Last minute, knee jerk reactions to ‘bid’. The mad scramble to assemble the bid team. Chasing content over the weekend.
There are tell-tale signs that you’re in firefighting mode. Are any of the following scenes or comments familiar to you?
- Subject matter expert turns up late to a progress meeting*: “I’ve done zero on the tender yet – I’m flat-out just keeping on top of business as usual!”
- Subject matter expert emails on the date their assigned content is due (without following any document naming conventions)*: “Hi – I know I’m over the word count, but you’re the wordsmith…”
- Defensive Sales Manager at a Board Meeting*: “Not sure why we lost that one – the winning bidder probably just dropped their pants on price.”
These are common symptoms of a reactive bidding process. Typical of an immature bid operation, reactive bidding processes undermine a business’ bidding capability and capacity, diminishing win rates.
That’s because, rather than project managing the process to achieve a quality standard, the bid manager is distracted by looming deadlines and firefighting to avoid the bid effort from suffering a critical failure.

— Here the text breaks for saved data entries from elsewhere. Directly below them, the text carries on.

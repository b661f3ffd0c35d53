//! Stat formatter module.
//!
//! Reduces a character's stat block to the bounded, priority-ordered list of
//! rows shown on the card:
//!
//! 1. HP, ATK and DEF, always, with their base/bonus breakdown
//! 2. Elemental mastery when non-zero
//! 3. Every non-zero reliquary stat in canonical priority order
//! 4. Bounding to the row budget (8 by default): healing and shield rows go
//!    first, then damage bonuses are collapsed or dropped lowest first
//!
//! Anything still over budget after step 4 is reported as a
//! [`Diagnostic::LayoutOverflow`] and handled per [`OverflowPolicy`].

use crate::config::{CardConfig, OverflowPolicy};
use crate::display::{Decomposition, DisplayStat, FormattedStats};
use crate::error::{CardError, Diagnostic};
use crate::snapshot::StatBlock;
use crate::stat_kind::{Element, StatKind, MANDATORY_STATS, RELIQUARY_STATS};

/// Builds the stat panel rows.
///
/// # Examples
///
/// ```rust
/// use buildcard::{Element, StatBlock, StatFormatter, StatKind};
///
/// let stats = StatBlock::new()
///     .with_base(StatKind::Hp, 18_000.0, 12_000.0)
///     .with_base(StatKind::Atk, 2_000.0, 900.0)
///     .with_base(StatKind::Def, 800.0, 700.0)
///     .with(StatKind::CritRate, 70.5);
///
/// let formatted = StatFormatter::new().format(&stats, Element::Cryo).unwrap();
/// assert_eq!(formatted.len(), 4);
/// assert_eq!(formatted.stats[0].primary_text, "18,000 (12,000 + 6,000)");
/// assert_eq!(formatted.stats[3].primary_text, "70.5%");
/// ```
#[derive(Debug, Clone)]
pub struct StatFormatter {
    max_stats: usize,
    overflow_policy: OverflowPolicy,
}

impl StatFormatter {
    /// Formatter with the default budget of 8 rows.
    pub fn new() -> Self {
        Self::from_config(&CardConfig::default())
    }

    /// The budget never drops below the three mandatory rows.
    pub fn from_config(config: &CardConfig) -> Self {
        Self {
            max_stats: config.max_stats.max(MANDATORY_STATS.len()),
            overflow_policy: config.overflow_policy,
        }
    }

    pub fn max_stats(&self) -> usize {
        self.max_stats
    }

    /// Produce the display rows for `stats`.
    ///
    /// `element` is the character's own element; it decides which damage
    /// bonus survives when several identical ones are collapsed.
    ///
    /// # Errors
    ///
    /// `CardError::MissingStat` if HP, ATK or DEF is absent.
    pub fn format(&self, stats: &StatBlock, element: Element) -> Result<FormattedStats, CardError> {
        let mut rows = Vec::with_capacity(RELIQUARY_STATS.len() + MANDATORY_STATS.len() + 1);

        for kind in MANDATORY_STATS {
            let current = stats.get(kind).ok_or(CardError::MissingStat(kind))?;
            let base = stats.base(kind).unwrap_or_else(|| {
                tracing::debug!("No base value for {kind}, showing zero bonus");
                current.value
            });
            rows.push(DisplayStat::decomposed(
                kind,
                Decomposition::from_values(current.value, base),
            ));
        }

        if let Some(mastery) = stats.get(StatKind::ElementalMastery) {
            if !mastery.is_zero() {
                rows.push(DisplayStat::simple(
                    StatKind::ElementalMastery,
                    mastery.value,
                    mastery.to_string(),
                ));
            }
        }

        for kind in RELIQUARY_STATS {
            if let Some(value) = stats.get(kind) {
                if !value.is_zero() {
                    rows.push(DisplayStat::simple(kind, value.value, value.to_string()));
                }
            }
        }

        let diagnostics = self.bound(&mut rows, element);
        rows.sort_by_key(|row| row.kind.priority());

        Ok(FormattedStats {
            stats: rows,
            diagnostics,
        })
    }

    /// Shrink `rows` to the budget, returning any diagnostics.
    fn bound(&self, rows: &mut Vec<DisplayStat>, element: Element) -> Vec<Diagnostic> {
        let limit = self.max_stats;
        if rows.len() <= limit {
            return Vec::new();
        }

        rows.retain(|row| !matches!(row.kind, StatKind::HealingBonus | StatKind::ShieldStrength));
        tracing::debug!(len = rows.len(), "Dropped healing and shield rows");

        while rows.len() > limit {
            let bonuses: Vec<usize> = rows
                .iter()
                .enumerate()
                .filter(|(_, row)| row.kind.is_damage_bonus())
                .map(|(idx, _)| idx)
                .collect();

            let Some(&first) = bonuses.first() else {
                return vec![self.overflow(rows)];
            };

            let first_shown = shown_tenths(rows[first].value);
            if bonuses.iter().all(|&idx| shown_tenths(rows[idx].value) == first_shown) {
                let own = element.damage_bonus();
                let keep = bonuses
                    .iter()
                    .copied()
                    .find(|&idx| Some(rows[idx].kind) != own)
                    .unwrap_or(first);
                tracing::debug!(
                    kept = %rows[keep].kind,
                    collapsed = bonuses.len(),
                    "Damage bonuses are identical, keeping one"
                );

                let mut idx = 0;
                rows.retain(|row| {
                    let retain = !row.kind.is_damage_bonus() || idx == keep;
                    idx += 1;
                    retain
                });

                if rows.len() > limit {
                    return vec![self.overflow(rows)];
                }
                return Vec::new();
            }

            let mut lowest = first;
            for &idx in &bonuses[1..] {
                if rows[idx].value < rows[lowest].value {
                    lowest = idx;
                }
            }
            let dropped = rows.remove(lowest);
            tracing::debug!(kind = %dropped.kind, value = dropped.value, "Dropped lowest damage bonus");
        }

        Vec::new()
    }

    /// Over budget with no damage bonus left to drop.
    fn overflow(&self, rows: &mut Vec<DisplayStat>) -> Diagnostic {
        match self.overflow_policy {
            OverflowPolicy::Truncate => self.truncate(rows),
            OverflowPolicy::Keep => {
                let diagnostic = Diagnostic::LayoutOverflow {
                    limit: self.max_stats,
                    len: rows.len(),
                    dropped: Vec::new(),
                };
                tracing::warn!("{diagnostic}");
                diagnostic
            }
        }
    }

    fn truncate(&self, rows: &mut Vec<DisplayStat>) -> Diagnostic {
        let len = rows.len();
        let dropped = rows
            .drain(self.max_stats..)
            .map(|row| row.kind)
            .collect::<Vec<_>>();
        let diagnostic = Diagnostic::LayoutOverflow {
            limit: self.max_stats,
            len,
            dropped,
        };
        tracing::warn!("{diagnostic}");
        diagnostic
    }
}

/// A percentage as it reads on the card, in tenths.
fn shown_tenths(value: f64) -> i64 {
    (value * 10.0).round() as i64
}

impl Default for StatFormatter {
    fn default() -> Self {
        Self::new()
    }
}

#[cfg(test)]
mod tests {
    use super::*;

    fn base_block() -> StatBlock {
        StatBlock::new()
            .with_base(StatKind::Hp, 20_000.0, 12_000.0)
            .with_base(StatKind::Atk, 2_100.0, 950.0)
            .with_base(StatKind::Def, 900.0, 760.0)
    }

    #[test]
    fn test_mandatory_only() {
        let formatted = StatFormatter::new().format(&base_block(), Element::Pyro).unwrap();
        assert_eq!(
            formatted.kinds(),
            vec![StatKind::Hp, StatKind::Atk, StatKind::Def]
        );
        assert!(formatted.diagnostics.is_empty());
    }

    #[test]
    fn test_missing_mandatory_stat() {
        let stats = StatBlock::new()
            .with_base(StatKind::Hp, 1.0, 1.0)
            .with_base(StatKind::Def, 1.0, 1.0);
        let err = StatFormatter::new().format(&stats, Element::Pyro).unwrap_err();
        assert_eq!(err, CardError::MissingStat(StatKind::Atk));
    }

    #[test]
    fn test_zero_values_are_skipped() {
        let stats = base_block()
            .with(StatKind::ElementalMastery, 0.0)
            .with(StatKind::CritRate, 0.0)
            .with(StatKind::EnergyRecharge, 100.0);
        let formatted = StatFormatter::new().format(&stats, Element::Pyro).unwrap();
        assert_eq!(formatted.len(), 4);
        assert_eq!(formatted.stats[3].kind, StatKind::EnergyRecharge);
        assert_eq!(formatted.stats[3].primary_text, "100.0%");
    }

    #[test]
    fn test_healing_and_shield_dropped_first() {
        let stats = base_block()
            .with(StatKind::ElementalMastery, 80.0)
            .with(StatKind::CritRate, 50.0)
            .with(StatKind::CritDamage, 100.0)
            .with(StatKind::EnergyRecharge, 120.0)
            .with(StatKind::HealingBonus, 15.0)
            .with(StatKind::ShieldStrength, 20.0)
            .with(StatKind::PyroDamageBonus, 46.6);
        let formatted = StatFormatter::new().format(&stats, Element::Pyro).unwrap();

        assert_eq!(formatted.len(), 8);
        assert!(formatted.get(StatKind::HealingBonus).is_none());
        assert!(formatted.get(StatKind::ShieldStrength).is_none());
        assert!(formatted.get(StatKind::PyroDamageBonus).is_some());
    }

    #[test]
    fn test_healing_kept_when_under_budget() {
        let stats = base_block()
            .with(StatKind::HealingBonus, 15.0)
            .with(StatKind::ShieldStrength, 20.0);
        let formatted = StatFormatter::new().format(&stats, Element::Hydro).unwrap();
        assert_eq!(formatted.len(), 5);
        assert!(formatted.get(StatKind::HealingBonus).is_some());
    }

    #[test]
    fn test_lowest_bonus_dropped_one_at_a_time() {
        let stats = base_block()
            .with(StatKind::ElementalMastery, 80.0)
            .with(StatKind::CritRate, 50.0)
            .with(StatKind::CritDamage, 100.0)
            .with(StatKind::EnergyRecharge, 120.0)
            .with(StatKind::PyroDamageBonus, 20.0)
            .with(StatKind::HydroDamageBonus, 61.6)
            .with(StatKind::PhysicalDamageBonus, 10.0);
        let formatted = StatFormatter::new().format(&stats, Element::Hydro).unwrap();

        assert_eq!(formatted.len(), 8);
        assert_eq!(formatted.stats[7].kind, StatKind::HydroDamageBonus);
        assert!(formatted.diagnostics.is_empty());
    }

    #[test]
    fn test_lowest_tie_uses_encounter_order() {
        let stats = base_block()
            .with(StatKind::ElementalMastery, 80.0)
            .with(StatKind::CritRate, 50.0)
            .with(StatKind::CritDamage, 100.0)
            .with(StatKind::EnergyRecharge, 120.0)
            .with(StatKind::PyroDamageBonus, 15.0)
            .with(StatKind::CryoDamageBonus, 15.0)
            .with(StatKind::GeoDamageBonus, 40.0);
        let formatted = StatFormatter::new().format(&stats, Element::Geo).unwrap();

        // Pyro precedes Cryo in priority order, so it goes first; Cryo and
        // Geo differ so the collapse path is never taken.
        let kinds = formatted.kinds();
        assert_eq!(kinds.len(), 8);
        assert!(!kinds.contains(&StatKind::PyroDamageBonus));
        assert!(!kinds.contains(&StatKind::CryoDamageBonus));
        assert!(kinds.contains(&StatKind::GeoDamageBonus));
    }

    #[test]
    fn test_drop_then_collapse() {
        // After the 10% bonus goes the remaining two are equal and collapse
        // to the non-Pyro one, which then falls off the end of a 7-row budget.
        let stats = base_block()
            .with(StatKind::ElementalMastery, 80.0)
            .with(StatKind::CritRate, 50.0)
            .with(StatKind::CritDamage, 100.0)
            .with(StatKind::EnergyRecharge, 120.0)
            .with(StatKind::PyroDamageBonus, 30.0)
            .with(StatKind::HydroDamageBonus, 30.0)
            .with(StatKind::PhysicalDamageBonus, 10.0);
        let mut config = CardConfig::default();
        config.max_stats = 7;
        let formatted = StatFormatter::from_config(&config)
            .format(&stats, Element::Pyro)
            .unwrap();

        assert_eq!(formatted.len(), 7);
        assert!(formatted.stats.iter().all(|row| !row.kind.is_damage_bonus()));
        assert_eq!(
            formatted.diagnostics,
            vec![Diagnostic::LayoutOverflow {
                limit: 7,
                len: 8,
                dropped: vec![StatKind::HydroDamageBonus],
            }]
        );
    }

    #[test]
    fn test_overflow_without_bonuses_truncates() {
        let stats = base_block()
            .with(StatKind::ElementalMastery, 80.0)
            .with(StatKind::CritRate, 50.0)
            .with(StatKind::CritDamage, 100.0)
            .with(StatKind::EnergyRecharge, 120.0);
        let mut config = CardConfig::default();
        config.max_stats = 5;
        let formatted = StatFormatter::from_config(&config)
            .format(&stats, Element::Anemo)
            .unwrap();

        assert_eq!(formatted.len(), 5);
        assert_eq!(
            formatted.diagnostics,
            vec![Diagnostic::LayoutOverflow {
                limit: 5,
                len: 7,
                dropped: vec![StatKind::CritDamage, StatKind::EnergyRecharge],
            }]
        );
    }

    #[test]
    fn test_overflow_without_bonuses_keep_policy() {
        let stats = base_block()
            .with(StatKind::ElementalMastery, 80.0)
            .with(StatKind::CritRate, 50.0);
        let mut config = CardConfig::default();
        config.max_stats = 4;
        config.overflow_policy = OverflowPolicy::Keep;
        let formatted = StatFormatter::from_config(&config)
            .format(&stats, Element::Anemo)
            .unwrap();

        assert_eq!(formatted.len(), 5);
        assert!(formatted.overflowed());
    }

    #[test]
    fn test_budget_never_below_mandatory() {
        let mut config = CardConfig::default();
        config.max_stats = 1;
        let formatter = StatFormatter::from_config(&config);
        assert_eq!(formatter.max_stats(), 3);

        let formatted = formatter
            .format(&base_block().with(StatKind::CritRate, 5.0), Element::Geo)
            .unwrap();
        assert_eq!(formatted.len(), 3);
    }

    #[test]
    fn test_bonuses_equal_as_displayed_are_collapsed() {
        let stats = base_block()
            .with(StatKind::ElementalMastery, 80.0)
            .with(StatKind::CritRate, 60.0)
            .with(StatKind::CritDamage, 120.0)
            .with(StatKind::EnergyRecharge, 140.0)
            .with(StatKind::PyroDamageBonus, 46.6)
            .with(StatKind::HydroDamageBonus, 46.6 + 1e-9)
            .with(StatKind::CryoDamageBonus, 46.6 - 1e-9);

        // All three read "46.6%", so the first bonus that is not the
        // character's own element stays.
        let formatted = StatFormatter::new().format(&stats, Element::Hydro).unwrap();
        let bonuses: Vec<_> = formatted
            .kinds()
            .into_iter()
            .filter(|kind| kind.is_damage_bonus())
            .collect();
        assert_eq!(bonuses, vec![StatKind::PyroDamageBonus]);
        assert!(formatted.diagnostics.is_empty());
    }
}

Six prime examples of bid firefighting and a reactive bid organisation include:
- Not planning a pipeline ahead of the release of an opportunity
- Diving straight into proposal writing and not workshopping the customer requirements
- Shortcutting on analysing the customer, the competition or past lessons learned due to looming deadlines
- Searching for content lost in email trails or past proposals
- Struggling to understand which bids, tasks, or team members should receive priority in the work-winning process
- Editing submissions at the point of upload to fit word count limits or formatting requirements
Over time, instead of building business value by refining processes, collecting data or optimising systems to improve your bid capability and capacity, the reactive bid operation continues to consume time and effort on bids won by the competition.
There’s also a lot of overtime, work on weekends and so bid burnout (link to bid burnout article from bidhive.com) and staff churn within the team.
What’s Wrong with a Reactive Bid Management Process?
Evidence demonstrates that a reactive bid organisation simply does not win as many bids as a more mature bid organisation (and size is no longer a barrier to winning a contract thanks to new SME thresholds – link to article on Bidhive re: SME threshold opportunities).
Developing a strategic process and a proactive culture rather than being reactive to the tender or bid is a distinctly beneficial approach to qualifying and winning opportunities.
Further, the distance between the reactive and the more mature bidding organisation continues to grow as the latter builds its bid capability and capacity and competitive strength with each tender opportunity.
Tips to become a more proactive bidding organisation
1. Develop a content or knowledge library as your single source of truth. Create a taxonomy branch structure that aligns to common evaluation criteria and questions within them.
2. Regularly update your library and assign a content owner and expiry dates.
3. Search for planned opportunities, open tenders, and monitor cyclical tenders (panels, frameworks) that have contract expiry dates.
4. Develop a centre for process excellence to eliminate inefficiencies and reduce cost by integrating sales, capture and proposal efforts.
By bringing faster insights to all stakeholders, operational planning and bidding becomes more aligned to strategic goals. When this becomes a proactive team effort, organisations benefit from increased win rates and revenue while getting tasks done quicker without reinventing the wheel.